* Exercise prompt: Reproduce, exactly and in full, only the lines below from the one containing "pub const PYTHON_ENV: &str" through the one containing "signed-in staff member.".

* Saved data entries:
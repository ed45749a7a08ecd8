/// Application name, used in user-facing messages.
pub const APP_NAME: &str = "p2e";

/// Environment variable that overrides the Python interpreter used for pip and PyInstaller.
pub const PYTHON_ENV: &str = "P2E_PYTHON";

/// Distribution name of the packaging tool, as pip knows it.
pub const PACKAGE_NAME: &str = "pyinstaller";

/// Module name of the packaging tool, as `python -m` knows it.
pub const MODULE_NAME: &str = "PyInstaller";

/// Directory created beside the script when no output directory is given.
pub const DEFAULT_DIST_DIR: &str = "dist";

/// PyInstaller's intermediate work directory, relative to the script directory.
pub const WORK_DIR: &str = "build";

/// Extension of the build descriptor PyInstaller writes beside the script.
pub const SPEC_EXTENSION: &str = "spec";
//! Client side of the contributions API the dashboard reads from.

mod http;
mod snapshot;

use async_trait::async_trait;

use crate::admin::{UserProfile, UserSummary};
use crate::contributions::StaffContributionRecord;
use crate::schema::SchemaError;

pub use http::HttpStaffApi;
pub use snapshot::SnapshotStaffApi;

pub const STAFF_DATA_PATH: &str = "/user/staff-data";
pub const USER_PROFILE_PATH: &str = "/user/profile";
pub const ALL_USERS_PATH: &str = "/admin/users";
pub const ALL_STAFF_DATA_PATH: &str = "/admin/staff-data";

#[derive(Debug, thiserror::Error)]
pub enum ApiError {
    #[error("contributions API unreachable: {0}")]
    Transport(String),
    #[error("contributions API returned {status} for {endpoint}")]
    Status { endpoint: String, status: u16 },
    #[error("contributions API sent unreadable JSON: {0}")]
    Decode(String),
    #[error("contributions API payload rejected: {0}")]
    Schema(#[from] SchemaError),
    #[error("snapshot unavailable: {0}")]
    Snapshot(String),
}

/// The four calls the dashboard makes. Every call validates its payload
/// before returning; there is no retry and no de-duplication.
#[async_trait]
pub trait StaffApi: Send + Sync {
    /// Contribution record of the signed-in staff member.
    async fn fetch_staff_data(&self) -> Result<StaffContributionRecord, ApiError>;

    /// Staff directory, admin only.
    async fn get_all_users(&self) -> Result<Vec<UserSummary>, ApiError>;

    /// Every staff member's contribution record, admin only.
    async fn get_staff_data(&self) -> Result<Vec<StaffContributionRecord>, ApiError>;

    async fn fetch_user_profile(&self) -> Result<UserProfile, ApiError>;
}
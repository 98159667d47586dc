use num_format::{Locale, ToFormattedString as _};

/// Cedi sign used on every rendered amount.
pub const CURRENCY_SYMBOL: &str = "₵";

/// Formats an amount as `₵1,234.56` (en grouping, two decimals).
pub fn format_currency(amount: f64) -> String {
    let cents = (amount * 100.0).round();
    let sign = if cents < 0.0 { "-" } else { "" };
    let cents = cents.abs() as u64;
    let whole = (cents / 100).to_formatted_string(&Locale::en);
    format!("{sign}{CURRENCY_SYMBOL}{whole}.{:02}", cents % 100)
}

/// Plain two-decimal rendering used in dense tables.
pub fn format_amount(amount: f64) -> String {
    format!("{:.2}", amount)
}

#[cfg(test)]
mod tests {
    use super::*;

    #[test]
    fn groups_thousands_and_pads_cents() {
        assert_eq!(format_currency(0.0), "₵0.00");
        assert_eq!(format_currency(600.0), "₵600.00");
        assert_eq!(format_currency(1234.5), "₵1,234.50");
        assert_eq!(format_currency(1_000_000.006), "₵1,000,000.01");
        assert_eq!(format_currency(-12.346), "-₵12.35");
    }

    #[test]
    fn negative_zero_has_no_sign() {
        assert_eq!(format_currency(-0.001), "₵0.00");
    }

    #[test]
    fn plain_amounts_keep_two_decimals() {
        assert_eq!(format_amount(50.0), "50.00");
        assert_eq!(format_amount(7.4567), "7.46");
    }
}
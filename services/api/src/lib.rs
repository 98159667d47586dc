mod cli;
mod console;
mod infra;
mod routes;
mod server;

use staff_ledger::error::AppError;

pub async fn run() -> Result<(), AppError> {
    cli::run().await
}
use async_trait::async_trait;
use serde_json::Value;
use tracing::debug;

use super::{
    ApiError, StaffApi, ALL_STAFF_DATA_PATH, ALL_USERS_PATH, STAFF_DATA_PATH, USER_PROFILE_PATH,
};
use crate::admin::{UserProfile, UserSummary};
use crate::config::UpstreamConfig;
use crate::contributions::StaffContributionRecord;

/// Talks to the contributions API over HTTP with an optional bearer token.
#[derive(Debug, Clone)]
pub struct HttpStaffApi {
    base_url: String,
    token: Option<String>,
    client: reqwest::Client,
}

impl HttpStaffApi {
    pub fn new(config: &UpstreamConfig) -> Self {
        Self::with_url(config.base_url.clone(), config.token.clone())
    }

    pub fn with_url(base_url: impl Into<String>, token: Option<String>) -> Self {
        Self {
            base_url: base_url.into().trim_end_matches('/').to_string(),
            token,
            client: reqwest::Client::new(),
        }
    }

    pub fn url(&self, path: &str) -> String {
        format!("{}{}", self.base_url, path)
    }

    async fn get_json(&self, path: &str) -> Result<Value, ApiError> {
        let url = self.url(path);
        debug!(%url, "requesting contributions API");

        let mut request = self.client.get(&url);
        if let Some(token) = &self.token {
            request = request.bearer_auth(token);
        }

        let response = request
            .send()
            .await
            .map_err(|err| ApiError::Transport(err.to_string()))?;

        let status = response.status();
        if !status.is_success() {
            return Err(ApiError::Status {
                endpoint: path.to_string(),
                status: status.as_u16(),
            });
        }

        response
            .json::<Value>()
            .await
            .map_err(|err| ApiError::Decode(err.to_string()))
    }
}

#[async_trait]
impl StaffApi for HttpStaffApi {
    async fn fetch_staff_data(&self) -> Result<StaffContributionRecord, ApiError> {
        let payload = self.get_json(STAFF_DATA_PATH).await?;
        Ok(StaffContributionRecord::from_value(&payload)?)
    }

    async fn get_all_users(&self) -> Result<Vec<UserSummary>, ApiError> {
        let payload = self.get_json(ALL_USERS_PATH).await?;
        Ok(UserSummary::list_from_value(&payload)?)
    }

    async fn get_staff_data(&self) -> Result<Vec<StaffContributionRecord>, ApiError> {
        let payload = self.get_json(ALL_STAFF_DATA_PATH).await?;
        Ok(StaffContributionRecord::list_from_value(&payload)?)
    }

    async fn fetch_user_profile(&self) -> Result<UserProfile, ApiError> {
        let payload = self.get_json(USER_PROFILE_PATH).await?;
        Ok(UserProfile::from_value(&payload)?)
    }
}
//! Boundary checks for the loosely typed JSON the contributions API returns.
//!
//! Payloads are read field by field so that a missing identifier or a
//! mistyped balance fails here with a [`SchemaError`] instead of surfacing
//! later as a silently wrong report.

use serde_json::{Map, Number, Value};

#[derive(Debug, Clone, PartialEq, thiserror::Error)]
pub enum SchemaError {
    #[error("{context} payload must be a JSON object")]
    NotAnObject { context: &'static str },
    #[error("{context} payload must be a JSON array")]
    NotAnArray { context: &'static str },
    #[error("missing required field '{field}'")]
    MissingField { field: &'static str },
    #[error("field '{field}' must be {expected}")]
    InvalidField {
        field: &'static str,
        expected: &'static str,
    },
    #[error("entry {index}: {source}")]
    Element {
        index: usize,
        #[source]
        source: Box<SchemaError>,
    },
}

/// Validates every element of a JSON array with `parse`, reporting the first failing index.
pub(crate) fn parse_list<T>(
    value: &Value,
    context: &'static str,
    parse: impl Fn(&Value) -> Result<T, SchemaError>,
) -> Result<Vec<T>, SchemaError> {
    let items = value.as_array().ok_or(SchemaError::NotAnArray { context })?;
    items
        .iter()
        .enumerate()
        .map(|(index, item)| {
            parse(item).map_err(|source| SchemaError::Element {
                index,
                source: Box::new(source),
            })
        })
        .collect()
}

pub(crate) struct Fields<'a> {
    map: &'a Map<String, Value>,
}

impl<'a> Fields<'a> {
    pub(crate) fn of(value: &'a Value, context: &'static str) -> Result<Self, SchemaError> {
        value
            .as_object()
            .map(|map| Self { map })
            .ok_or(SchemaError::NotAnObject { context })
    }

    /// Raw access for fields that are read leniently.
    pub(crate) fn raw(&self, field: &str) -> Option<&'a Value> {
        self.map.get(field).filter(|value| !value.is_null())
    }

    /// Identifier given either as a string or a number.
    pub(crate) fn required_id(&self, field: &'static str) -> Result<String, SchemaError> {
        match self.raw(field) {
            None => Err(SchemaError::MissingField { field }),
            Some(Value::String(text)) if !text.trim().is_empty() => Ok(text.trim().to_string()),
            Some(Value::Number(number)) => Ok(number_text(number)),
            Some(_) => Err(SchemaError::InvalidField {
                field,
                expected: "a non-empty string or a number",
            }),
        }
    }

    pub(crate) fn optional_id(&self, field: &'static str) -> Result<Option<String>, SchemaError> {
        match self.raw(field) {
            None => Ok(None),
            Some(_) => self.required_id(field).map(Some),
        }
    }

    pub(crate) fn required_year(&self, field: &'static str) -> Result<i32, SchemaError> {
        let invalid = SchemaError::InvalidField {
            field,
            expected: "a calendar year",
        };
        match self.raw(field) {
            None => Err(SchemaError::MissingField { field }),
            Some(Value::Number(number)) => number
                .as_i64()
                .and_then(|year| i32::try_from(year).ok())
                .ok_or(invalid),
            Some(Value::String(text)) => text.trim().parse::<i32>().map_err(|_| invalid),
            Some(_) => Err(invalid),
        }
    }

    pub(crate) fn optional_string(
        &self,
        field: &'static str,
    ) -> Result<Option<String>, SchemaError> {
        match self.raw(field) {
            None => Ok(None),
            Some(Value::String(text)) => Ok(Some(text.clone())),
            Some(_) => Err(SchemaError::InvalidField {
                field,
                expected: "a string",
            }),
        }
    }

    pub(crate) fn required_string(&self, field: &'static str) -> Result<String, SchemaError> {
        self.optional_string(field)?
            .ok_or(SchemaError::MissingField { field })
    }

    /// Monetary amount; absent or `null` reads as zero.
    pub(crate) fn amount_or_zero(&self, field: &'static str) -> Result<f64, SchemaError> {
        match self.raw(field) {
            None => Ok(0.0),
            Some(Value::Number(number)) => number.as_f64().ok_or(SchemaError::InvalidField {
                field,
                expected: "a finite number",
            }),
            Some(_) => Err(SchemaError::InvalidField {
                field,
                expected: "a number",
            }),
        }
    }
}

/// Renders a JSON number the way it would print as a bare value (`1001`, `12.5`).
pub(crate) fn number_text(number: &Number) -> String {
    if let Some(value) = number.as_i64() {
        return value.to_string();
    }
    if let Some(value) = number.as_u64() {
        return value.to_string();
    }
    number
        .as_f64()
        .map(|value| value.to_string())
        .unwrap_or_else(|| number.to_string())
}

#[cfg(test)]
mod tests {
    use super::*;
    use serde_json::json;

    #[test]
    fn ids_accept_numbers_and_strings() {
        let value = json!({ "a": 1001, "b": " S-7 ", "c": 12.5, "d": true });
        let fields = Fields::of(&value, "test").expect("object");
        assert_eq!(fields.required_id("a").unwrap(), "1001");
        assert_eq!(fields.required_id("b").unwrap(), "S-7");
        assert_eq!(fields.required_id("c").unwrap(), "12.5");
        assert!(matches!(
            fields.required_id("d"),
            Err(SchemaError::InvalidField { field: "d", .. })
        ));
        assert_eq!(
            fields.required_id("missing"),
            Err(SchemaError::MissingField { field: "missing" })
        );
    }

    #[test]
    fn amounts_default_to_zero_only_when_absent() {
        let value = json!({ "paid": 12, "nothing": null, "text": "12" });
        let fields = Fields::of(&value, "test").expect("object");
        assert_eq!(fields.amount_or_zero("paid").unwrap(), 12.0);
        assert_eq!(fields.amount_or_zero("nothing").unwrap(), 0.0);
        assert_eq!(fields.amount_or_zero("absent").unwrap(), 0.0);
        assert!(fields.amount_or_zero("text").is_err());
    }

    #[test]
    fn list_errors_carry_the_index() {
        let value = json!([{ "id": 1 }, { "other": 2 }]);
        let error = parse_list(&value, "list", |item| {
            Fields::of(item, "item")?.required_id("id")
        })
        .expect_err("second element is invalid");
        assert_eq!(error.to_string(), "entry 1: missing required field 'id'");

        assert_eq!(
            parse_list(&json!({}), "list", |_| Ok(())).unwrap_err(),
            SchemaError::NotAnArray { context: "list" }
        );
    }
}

* Exercise output:
pub const PYTHON_ENV: &str = "P2E_PYTHON";

/// Distribution name of the packaging tool, as pip knows it.
pub const PACKAGE_NAME: &str = "pyinstaller";

/// Module name of the packaging tool, as `python -m` knows it.
pub const MODULE_NAME: &str = "PyInstaller";

/// Directory created beside the script when no output directory is given.
pub const DEFAULT_DIST_DIR: &str = "dist";

/// PyInstaller's intermediate work directory, relative to the script directory.
pub const WORK_DIR: &str = "build";

/// Extension of the build descriptor PyInstaller writes beside the script.
pub const SPEC_EXTENSION: &str = "spec";
//! Client side of the contributions API the dashboard reads from.

mod http;
mod snapshot;

use async_trait::async_trait;

use crate::admin::{UserProfile, UserSummary};
use crate::contributions::StaffContributionRecord;
use crate::schema::SchemaError;

pub use http::HttpStaffApi;
pub use snapshot::SnapshotStaffApi;

pub const STAFF_DATA_PATH: &str = "/user/staff-data";
pub const USER_PROFILE_PATH: &str = "/user/profile";
pub const ALL_USERS_PATH: &str = "/admin/users";
pub const ALL_STAFF_DATA_PATH: &str = "/admin/staff-data";

#[derive(Debug, thiserror::Error)]
pub enum ApiError {
    #[error("contributions API unreachable: {0}")]
    Transport(String),
    #[error("contributions API returned {status} for {endpoint}")]
    Status { endpoint: String, status: u16 },
    #[error("contributions API sent unreadable JSON: {0}")]
    Decode(String),
    #[error("contributions API payload rejected: {0}")]
    Schema(#[from] SchemaError),
    #[error("snapshot unavailable: {0}")]
    Snapshot(String),
}

/// The four calls the dashboard makes. Every call validates its payload
/// before returning; there is no retry and no de-duplication.
#[async_trait]
pub trait StaffApi: Send + Sync {
    /// Contribution record of the signed-in staff member.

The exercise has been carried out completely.